▸ **THE TASK**
In your answer, print every record exactly as it is written.

(Items listed in a dataset)
--------------------------------

//! Implementation details of the contact computation between two shapes.

pub use self::contact::{Contact, ContactKind};
pub use self::contact_ball_ball::contact_ball_ball;
pub use self::contact_ball_capsule::contact_ball_capsule;
pub use self::contact_ball_cuboid::contact_ball_cuboid;
pub use self::contact_ball_triangle::contact_ball_triangle;
pub use self::contact_capsule_capsule::contact_capsule_capsule;
pub use self::contact_capsule_triangle::contact_capsule_triangle;
pub use self::contact_pfm_pfm::{contact_pfm_pfm, contact_pfm_pfm_shapes};
pub use self::internal_edges_fixer::InternalEdgesFixer;
pub use self::contact_support_map_support_map::{
    contact_support_map_support_map, contact_support_map_support_map_with_params,
};

mod contact;
mod contact_ball_ball;
mod contact_ball_capsule;
mod contact_ball_cuboid;
mod contact_ball_triangle;
mod contact_capsule_capsule;
mod contact_capsule_triangle;
mod contact_pfm_pfm;
mod contact_support_map_support_map;
mod internal_edges_fixer;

--------------------------------

▸ **WRITTEN RESPONSE**
//! Implementation details of the contact computation between two shapes.

pub use self::contact::{Contact, ContactKind};
pub use self::contact_ball_ball::contact_ball_ball;
pub use self::contact_ball_capsule::contact_ball_capsule;
pub use self::contact_ball_cuboid::contact_ball_cuboid;
pub use self::contact_ball_triangle::contact_ball_triangle;
pub use self::contact_capsule_capsule::contact_capsule_capsule;
pub use self::contact_capsule_triangle::contact_capsule_triangle;
pub use self::contact_pfm_pfm::{contact_pfm_pfm, contact_pfm_pfm_shapes};
pub use self::internal_edges_fixer::InternalEdgesFixer;
pub use self::contact_support_map_support_map::{
    contact_support_map_support_map, contact_support_map_support_map_with_params,
};

mod contact;
mod contact_ball_ball;
mod contact_ball_capsule;
mod contact_ball_cuboid;
mod contact_ball_triangle;
mod contact_capsule_capsule;
mod contact_capsule_triangle;
mod contact_pfm_pfm;
mod contact_support_map_support_map;
mod internal_edges_fixer;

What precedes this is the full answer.